> **Exercise instructions**:
In the records below, find the line containing "filename backend/crates/classes/src/application/list.rs" and the line containing "pub async fn for_student(&self, student_id: StudentId)"; please repeat exactly the lines from one to the other, both included, and nothing more.

Segment Start: Records shown

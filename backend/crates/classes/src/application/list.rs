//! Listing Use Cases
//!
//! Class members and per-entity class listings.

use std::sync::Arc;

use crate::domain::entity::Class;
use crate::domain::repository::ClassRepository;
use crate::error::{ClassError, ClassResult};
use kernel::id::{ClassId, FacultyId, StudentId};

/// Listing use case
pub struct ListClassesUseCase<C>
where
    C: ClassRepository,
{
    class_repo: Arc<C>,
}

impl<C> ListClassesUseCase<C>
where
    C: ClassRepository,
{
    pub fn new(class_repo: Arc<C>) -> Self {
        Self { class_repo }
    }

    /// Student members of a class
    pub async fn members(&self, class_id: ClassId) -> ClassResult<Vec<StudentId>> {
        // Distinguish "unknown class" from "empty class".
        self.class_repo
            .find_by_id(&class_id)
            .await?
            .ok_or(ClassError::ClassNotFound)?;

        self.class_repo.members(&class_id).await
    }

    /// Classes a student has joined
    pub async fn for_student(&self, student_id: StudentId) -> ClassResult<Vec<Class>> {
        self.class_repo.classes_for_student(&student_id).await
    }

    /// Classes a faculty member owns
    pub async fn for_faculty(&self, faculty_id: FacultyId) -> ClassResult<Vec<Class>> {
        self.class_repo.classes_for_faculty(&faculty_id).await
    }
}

Segment End: Records shown
Segment Start: Records shown

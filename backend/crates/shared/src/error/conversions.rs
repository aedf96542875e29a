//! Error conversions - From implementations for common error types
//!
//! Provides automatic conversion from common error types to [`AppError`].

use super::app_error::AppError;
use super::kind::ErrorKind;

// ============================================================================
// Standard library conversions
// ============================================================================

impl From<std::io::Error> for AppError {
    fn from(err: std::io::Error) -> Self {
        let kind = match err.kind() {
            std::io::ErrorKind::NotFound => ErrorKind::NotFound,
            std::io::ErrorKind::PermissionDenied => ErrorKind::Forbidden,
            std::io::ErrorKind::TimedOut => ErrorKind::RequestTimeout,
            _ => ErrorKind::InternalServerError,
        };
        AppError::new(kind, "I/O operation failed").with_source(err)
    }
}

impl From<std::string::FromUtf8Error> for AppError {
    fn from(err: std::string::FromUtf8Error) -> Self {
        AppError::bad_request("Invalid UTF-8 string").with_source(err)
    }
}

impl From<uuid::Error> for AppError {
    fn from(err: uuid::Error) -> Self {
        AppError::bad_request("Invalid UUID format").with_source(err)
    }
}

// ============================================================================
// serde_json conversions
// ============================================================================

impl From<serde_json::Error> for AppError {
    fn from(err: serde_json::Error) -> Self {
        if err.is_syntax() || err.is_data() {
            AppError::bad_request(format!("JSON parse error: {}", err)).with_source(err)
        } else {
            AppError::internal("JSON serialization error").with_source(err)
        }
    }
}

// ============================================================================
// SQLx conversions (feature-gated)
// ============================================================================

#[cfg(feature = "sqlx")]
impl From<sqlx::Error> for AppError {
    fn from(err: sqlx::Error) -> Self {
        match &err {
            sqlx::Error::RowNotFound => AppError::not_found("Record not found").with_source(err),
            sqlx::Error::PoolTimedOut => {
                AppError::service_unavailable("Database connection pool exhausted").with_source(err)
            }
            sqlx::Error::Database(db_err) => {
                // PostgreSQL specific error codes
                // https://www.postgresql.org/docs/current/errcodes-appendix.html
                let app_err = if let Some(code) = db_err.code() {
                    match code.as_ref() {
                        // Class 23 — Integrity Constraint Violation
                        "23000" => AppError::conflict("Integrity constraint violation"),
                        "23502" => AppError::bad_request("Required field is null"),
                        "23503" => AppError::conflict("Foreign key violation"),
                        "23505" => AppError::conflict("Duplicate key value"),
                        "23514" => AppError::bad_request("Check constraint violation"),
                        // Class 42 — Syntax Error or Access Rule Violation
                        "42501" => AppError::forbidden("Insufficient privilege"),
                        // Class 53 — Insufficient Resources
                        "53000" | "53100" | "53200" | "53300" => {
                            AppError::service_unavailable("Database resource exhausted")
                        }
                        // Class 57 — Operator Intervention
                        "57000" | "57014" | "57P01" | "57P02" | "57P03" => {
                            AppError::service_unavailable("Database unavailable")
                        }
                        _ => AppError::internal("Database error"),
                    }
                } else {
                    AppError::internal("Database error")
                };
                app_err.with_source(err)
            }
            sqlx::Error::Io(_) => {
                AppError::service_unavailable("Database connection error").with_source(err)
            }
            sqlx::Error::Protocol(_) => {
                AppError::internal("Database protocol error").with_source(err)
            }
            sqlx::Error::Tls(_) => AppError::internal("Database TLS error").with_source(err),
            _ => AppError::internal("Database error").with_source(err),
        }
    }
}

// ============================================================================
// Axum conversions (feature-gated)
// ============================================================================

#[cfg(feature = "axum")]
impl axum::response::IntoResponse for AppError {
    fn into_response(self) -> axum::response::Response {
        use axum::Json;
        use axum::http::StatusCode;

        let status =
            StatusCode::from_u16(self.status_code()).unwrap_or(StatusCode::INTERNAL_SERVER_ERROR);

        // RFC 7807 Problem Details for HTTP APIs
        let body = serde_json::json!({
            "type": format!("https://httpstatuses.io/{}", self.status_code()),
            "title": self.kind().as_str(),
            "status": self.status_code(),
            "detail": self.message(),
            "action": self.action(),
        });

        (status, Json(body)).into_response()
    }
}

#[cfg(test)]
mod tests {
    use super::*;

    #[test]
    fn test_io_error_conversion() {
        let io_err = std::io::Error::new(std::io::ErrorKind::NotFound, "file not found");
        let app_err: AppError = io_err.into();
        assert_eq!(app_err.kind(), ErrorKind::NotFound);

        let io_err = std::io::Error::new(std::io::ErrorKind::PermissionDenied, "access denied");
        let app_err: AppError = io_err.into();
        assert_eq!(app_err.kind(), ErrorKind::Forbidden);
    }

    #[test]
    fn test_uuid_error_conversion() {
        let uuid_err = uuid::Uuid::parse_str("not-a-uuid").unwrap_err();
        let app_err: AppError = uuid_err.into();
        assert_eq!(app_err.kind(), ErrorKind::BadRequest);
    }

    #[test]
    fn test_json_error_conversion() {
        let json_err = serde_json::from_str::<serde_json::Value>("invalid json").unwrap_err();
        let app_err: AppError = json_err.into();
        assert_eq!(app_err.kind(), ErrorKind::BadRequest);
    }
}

Segment End: Records shown
Segment Start: Records shown

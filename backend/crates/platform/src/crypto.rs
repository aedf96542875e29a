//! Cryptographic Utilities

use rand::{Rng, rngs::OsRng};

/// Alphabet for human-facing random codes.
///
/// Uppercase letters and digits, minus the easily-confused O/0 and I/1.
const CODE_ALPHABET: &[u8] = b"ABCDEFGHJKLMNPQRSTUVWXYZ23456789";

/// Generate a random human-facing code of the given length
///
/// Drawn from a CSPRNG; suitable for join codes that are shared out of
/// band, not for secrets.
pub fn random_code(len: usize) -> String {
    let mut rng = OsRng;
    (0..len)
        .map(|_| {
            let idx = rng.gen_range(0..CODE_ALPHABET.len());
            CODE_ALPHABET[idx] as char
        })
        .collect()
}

Segment End: Records shown

> **Answer space**:
filename backend/crates/classes/src/application/list.rs
//! Listing Use Cases
//!
//! Class members and per-entity class listings.

use std::sync::Arc;

use crate::domain::entity::Class;
use crate::domain::repository::ClassRepository;
use crate::error::{ClassError, ClassResult};
use kernel::id::{ClassId, FacultyId, StudentId};

/// Listing use case
pub struct ListClassesUseCase<C>
where
    C: ClassRepository,
{
    class_repo: Arc<C>,
}

impl<C> ListClassesUseCase<C>
where
    C: ClassRepository,
{
    pub fn new(class_repo: Arc<C>) -> Self {
        Self { class_repo }
    }

    /// Student members of a class
    pub async fn members(&self, class_id: ClassId) -> ClassResult<Vec<StudentId>> {
        // Distinguish "unknown class" from "empty class".
        self.class_repo
            .find_by_id(&class_id)
            .await?
            .ok_or(ClassError::ClassNotFound)?;

        self.class_repo.members(&class_id).await
    }

    /// Classes a student has joined
    pub async fn for_student(&self, student_id: StudentId) -> ClassResult<Vec<Class>> {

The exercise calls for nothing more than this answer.